[Start of Attachment]

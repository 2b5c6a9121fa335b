use thiserror::Error;

/// 분쇄·분급 계산 중 발생 가능한 오류.
///
/// 계산은 순수 함수이므로 같은 입력으로 재시도해도 같은 오류가 재현된다.
#[derive(Debug, Clone, PartialEq, Error)]
pub enum CircuitError {
    /// 입력값이 도메인 조건(양수, 0~1 분율 등)을 위반
    #[error("잘못된 입력 {field} = {value}: {reason}")]
    InvalidParameter {
        field: &'static str,
        value: f64,
        reason: &'static str,
    },
    /// 0 이하 또는 유한하지 않은 밑에 분수 거듭제곱이 필요함
    #[error("수치 영역 오류 ({quantity}): 밑 {base} 에 대해 거듭제곱을 계산할 수 없음")]
    NumericDomain { quantity: &'static str, base: f64 },
}

/// 양수 조건을 검사한다.
pub(crate) fn require_positive(field: &'static str, value: f64) -> Result<f64, CircuitError> {
    if value.is_finite() && value > 0.0 {
        Ok(value)
    } else {
        Err(CircuitError::InvalidParameter {
            field,
            value,
            reason: "0보다 큰 유한한 값이어야 합니다",
        })
    }
}

/// 0~1 분율 조건을 검사한다.
pub(crate) fn require_fraction(field: &'static str, value: f64) -> Result<f64, CircuitError> {
    if value.is_finite() && (0.0..=1.0).contains(&value) {
        Ok(value)
    } else {
        Err(CircuitError::InvalidParameter {
            field,
            value,
            reason: "0과 1 사이의 분율이어야 합니다",
        })
    }
}

/// 분수 지수 거듭제곱. 밑이 0 이하(지수가 양수면 0 허용)거나 결과가 유한하지 않으면 오류.
pub(crate) fn checked_powf(
    quantity: &'static str,
    base: f64,
    exponent: f64,
) -> Result<f64, CircuitError> {
    let base_ok = base.is_finite() && (base > 0.0 || (base == 0.0 && exponent > 0.0));
    if !base_ok {
        return Err(CircuitError::NumericDomain { quantity, base });
    }
    let out = base.powf(exponent);
    if out.is_finite() {
        Ok(out)
    } else {
        Err(CircuitError::NumericDomain { quantity, base })
    }
}

#[cfg(test)]
mod tests {
    use super::*;

    #[test]
    fn zero_base_allowed_for_positive_exponent() {
        assert_eq!(checked_powf("J", 0.0, 0.45).unwrap(), 0.0);
    }

    #[test]
    fn negative_base_is_domain_error() {
        let err = checked_powf("D50c", -1.0, 0.6).unwrap_err();
        assert!(matches!(err, CircuitError::NumericDomain { quantity: "D50c", .. }));
    }

    #[test]
    fn zero_base_with_negative_exponent_rejected() {
        assert!(checked_powf("Q", 0.0, -0.27).is_err());
    }

    #[test]
    fn fraction_bounds_inclusive() {
        assert!(require_fraction("J", 0.0).is_ok());
        assert!(require_fraction("J", 1.0).is_ok());
        assert!(require_fraction("J", 1.01).is_err());
        assert!(require_fraction("J", f64::NAN).is_err());
    }
}
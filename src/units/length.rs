use serde::{Deserialize, Serialize};

/// 길이 단위. 내부 기준은 미터이다.
#[derive(Debug, Clone, Copy, PartialEq, Eq, Serialize, Deserialize)]
pub enum LengthUnit {
    Meter,
    Millimeter,
    Micrometer,
    Inch,
    Foot,
}

fn to_meter(value: f64, unit: LengthUnit) -> f64 {
    match unit {
        LengthUnit::Meter => value,
        LengthUnit::Millimeter => value / 1000.0,
        LengthUnit::Micrometer => value / 1_000_000.0,
        LengthUnit::Inch => value * 0.0254,
        LengthUnit::Foot => value * 0.3048,
    }
}

fn from_meter(value_m: f64, unit: LengthUnit) -> f64 {
    match unit {
        LengthUnit::Meter => value_m,
        LengthUnit::Millimeter => value_m * 1000.0,
        LengthUnit::Micrometer => value_m * 1_000_000.0,
        LengthUnit::Inch => value_m / 0.0254,
        LengthUnit::Foot => value_m / 0.3048,
    }
}

/// 길이를 다른 단위로 변환한다.
pub fn convert_length(value: f64, from: LengthUnit, to: LengthUnit) -> f64 {
    let m = to_meter(value, from);
    from_meter(m, to)
}

/// 밀리미터를 미터로 환산한다. (apex / vortex finder 직경)
pub fn mm_to_m(mm: f64) -> f64 {
    to_meter(mm, LengthUnit::Millimeter)
}

/// 미터를 마이크로미터로 환산한다. (컷 사이즈 표시)
pub fn m_to_um(m: f64) -> f64 {
    from_meter(m, LengthUnit::Micrometer)
}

[End of Attachment]

◆ **WORK TO COMPLETE**
Take from the material above the lines running from the one with "LengthUnit::Foot => value *" through the one with "다른 단위로 변환한다.", and repeat them exactly, with nothing else.

◆ **ANSWER FOR THE TASK**
        LengthUnit::Foot => value * 0.3048,
    }
}

fn from_meter(value_m: f64, unit: LengthUnit) -> f64 {
    match unit {
        LengthUnit::Meter => value_m,
        LengthUnit::Millimeter => value_m * 1000.0,
        LengthUnit::Micrometer => value_m * 1_000_000.0,
        LengthUnit::Inch => value_m / 0.0254,
        LengthUnit::Foot => value_m / 0.3048,
    }
}

/// 길이를 다른 단위로 변환한다.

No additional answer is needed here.